I'm trying to perform a number of replacements using re.sub()
, except I want the first replacement to be different. One straightforward approach would be to run re.sub()
twice with count = 1
for the first call, but because re.sub()
allows for the repl
argument to be a function, we can do this in a single call:
import re
def repl(matchobj):
global first_sub
if first_sub:
first_sub = False
print(f"Replacing '{matchobj.group()}' at {matchobj.start()} with ':)'")
return ":)"
else:
print(f"Deleting '{matchobj.group()}' at {matchobj.start()}")
return ""
text = "hello123 world456"
first_sub = True
text = re.sub(r"\d+", repl, text)
# Output:
# Replacing '123' at 5 with ':)'
# Deleting '456' at 14
Unfortunately, this makes use of global
, which isn't great. Is there a better way to do this?

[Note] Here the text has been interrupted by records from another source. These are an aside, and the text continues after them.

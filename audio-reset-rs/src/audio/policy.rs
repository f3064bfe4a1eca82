//! Default endpoint assignment through IPolicyConfig.

use super::device::{AudioError, DeviceRole};
use crate::platform::to_wide;
use windows::core::{interface, IUnknown, IUnknown_Vtbl, GUID, HRESULT, PCWSTR};
use windows::Win32::System::Com::{CoCreateInstance, CLSCTX_ALL};

/// IPolicyConfig COM interface (undocumented but stable)
/// Used to set the default audio device
#[interface("F8679F50-850A-41CF-9C72-430F290290C8")]
unsafe trait IPolicyConfig: IUnknown {
    // Reserved methods to maintain vtable order
    fn reserved1(&self) -> HRESULT;
    fn reserved2(&self) -> HRESULT;
    fn reserved3(&self) -> HRESULT;
    fn reserved4(&self) -> HRESULT;
    fn reserved5(&self) -> HRESULT;
    fn reserved6(&self) -> HRESULT;
    fn reserved7(&self) -> HRESULT;
    fn reserved8(&self) -> HRESULT;
    fn reserved9(&self) -> HRESULT;
    fn reserved10(&self) -> HRESULT;

    fn SetDefaultEndpoint(&self, device_id: PCWSTR, role: u32) -> HRESULT;
}

// PolicyConfigClient CLSID
const CLSID_POLICY_CONFIG_CLIENT: GUID = GUID::from_u128(0x870af99c_171d_4f9e_af0d_e63df40c2bc9);

/// Handle to the policy config client.
pub struct PolicyConfig {
    inner: IPolicyConfig,
}

impl PolicyConfig {
    /// Create the policy config client. COM must be initialized.
    pub fn new() -> Result<Self, AudioError> {
        let inner: IPolicyConfig = unsafe {
            CoCreateInstance(&CLSID_POLICY_CONFIG_CLIENT, None, CLSCTX_ALL)
                .map_err(AudioError::SetDefaultFailed)?
        };
        Ok(Self { inner })
    }

    /// Sets the specified endpoint as the default for the given role.
    pub fn set_default_endpoint(&self, device_id: &str, role: DeviceRole) -> Result<(), AudioError> {
        let device_id_wide = to_wide(device_id);
        unsafe {
            self.inner
                .SetDefaultEndpoint(PCWSTR(device_id_wide.as_ptr()), role as u32)
                .ok()
                .map_err(AudioError::SetDefaultFailed)
        }
    }
}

With an iterator, inspired by Andrej:
import re
text = "hello123 world456"
text = re.sub(
r"\d+",
lambda _, i=iter([":)"]): next(i, ""),
text
)
print(text)
Or using a dict for the state:
import re
text = "hello123 world456"
text = re.sub(
r"\d+",
lambda m, d={0: ":)"}: d.pop(0, ""),
text
)
print(text)
Or one like yours but with a closure:
import re
def repl():
first_sub = True
def repl(matchobj):
nonlocal first_sub
if first_sub:
first_sub = False
print(f"Replacing '{matchobj.group()}' at {matchobj.start()} with ':)'")
return ":)"
else:
print(f"Deleting '{matchobj.group()}' at {matchobj.start()}")
return ""
return repl
text = "hello123 world456"
text = re.sub(r"\d+", repl(), text)
print(text)